Turbulence is a common occurrence during air travel. While it can be frightening or nauseating for some travellers, it's usually as routine as the in-flight movie.
"Violent" or "extreme" turbulence, however, is another matter completely.
What is violent turbulence?
Violent turbulence is characterized by frequent violent changes in the aircraft's speed and altitude, causing the feeling that the plane is being "thrown around." It is likely that the pilot will lose control of the aircraft during this kind of turbulence, and damage to the plane is possible.
Normal turbulence, by contrast, is characterized by small, temporary changes in speed and altitude. It often creates a sensation somewhat like driving along a bumpy road, and it's so common that more experienced flyers sometimes claim to not even notice that it's happening.
What causes it?
All forms of turbulence can be caused by a number of factors, including heat, jet streams and other objects near the plane. Violent turbulence is often attributed to a combination of these elements that make the air even more unstable.
Flying over mountain ranges can also cause extreme turbulence. As air passes over the mountains, it can take on a wave-like motion. Rapid changes in the wind disrupts the flow of the jet stream, which is the flow of air currents roughly 11 kilometres above the Earth.
A severe thunderstorm can also cause violent turbulence for many of the same reasons, and pilots tend to avoid flying in thunderstorms for that very reason.
High altitudes can cause "clear air turbulence," which is harder to predict. The higher the altitude, the less likely pilots will be able to gauge whether turbulence is likely based on cloud patterns. It is also much more difficult to detect by radar.
Without sufficient warning, aircraft can enter turbulence very suddenly. Clear air turbulence also feels more severe to passengers than it does to the crew on the flight deck, which can make for a stressful flight.
How common is it?
Violent turbulence is not particularly common at all, and experienced pilots know how to avoid it. Air traffic control bodies are constantly monitoring weather reports and considering which of the factors that can cause extreme turbulence are likely to interfere with a flight. Aircraft are usually routed around masses of highly unstable air.
What are the guidelines for pilots when it comes to flying near thunderstorms?
Transport Canada advises pilots never to think of a thunderstorm as "light." It advises pilots should avoid thunderstorms.
The agency notes that whenever possible, pilots should:
- Not land or take off when a thunderstorm is approaching. The sudden wind shift of the gust front or low-level turbulence could result in loss of control.
- Not attempt to fly under a thunderstorm. Turbulence under the storm could be disastrous.
- Not fly into a cloud mass containing embedded thunderstorms without airborne radar.

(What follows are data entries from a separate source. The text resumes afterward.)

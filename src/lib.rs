//! # cachet
//!
//! Cache-Control policy middleware. Outgoing responses get `public`,
//! `private` or uncacheable directives from ordered URL rules and the
//! visitor's cookies; anonymous repeat requests are answered `304 Not
//! Modified` from time-bucketed weak ETags.
//!
//! ## Quick Start
//!
//! ```rust
//! use cachet::cache::CachingConfig;
//! use cachet::context::Context;
//! use cachet::{Request, Response, StatusCode};
//!
//! let pipeline = CachingConfig::from_json_str(
//!     r#"{"urls": [{"pattern": "!^/foo!", "public": 600, "private": 60, "client_cache": true}]}"#,
//! )?
//! .build()?;
//!
//! let (request, _) = Request::parse(b"GET /foo HTTP/1.1\r\nHost: example.com\r\n\r\n")?;
//! let mut ctx = Context::new(request);
//! assert!(pipeline.on_request_start(&ctx).is_none());
//!
//! let mut response = Response::new(StatusCode::Ok).body("hello");
//! pipeline.on_response_ready(&mut ctx, &mut response);
//! assert_eq!(
//!     response.headers().get("Cache-Control"),
//!     Some("public, max-age=600, s-maxage=600"),
//! );
//! # Ok::<(), Box<dyn std::error::Error>>(())
//! ```

pub mod cache;
pub mod context;
pub mod http;
pub mod middleware;
pub mod session;

// ── Convenience re-exports ────────────────────────────────────────────────────
pub use cache::{CacheMiddleware, CachePipeline, CachingConfig, ConfigError};
pub use http::{Headers, Method, Request, Response, StatusCode};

The agency further advises pilots who have entered thunderstorms to focus on their instruments instead of looking outside because intense lightning can cause temporary blindness. Transport Canada also says pilots should not try to turn back once they've entered a storm and to let the aircraft ride the turbulence rather than trying to maintain a rigid altitude.
Pilots entering turbulence should slow to turbulence penetration speed — the speed at which the plane can best handle rocky conditions and avoid incurring serious damage to the aircraft.
What if I experience violent turbulence on a flight?
No matter what degree of turbulence occurs, it is important to keep your seatbelt on. The Canadian Transportation Agency website says that standard safety briefings are expected on aircrafts after the flight crew has notified passengers of potential turbulence.
The CTA also recommends that passengers keep their seatbelts fastened throughout the entire flight so as to minimize potential injuries from unexpected and potentially severe turbulence.
And remember: airplanes are built to withstand the forces of nature — even extreme turbulence.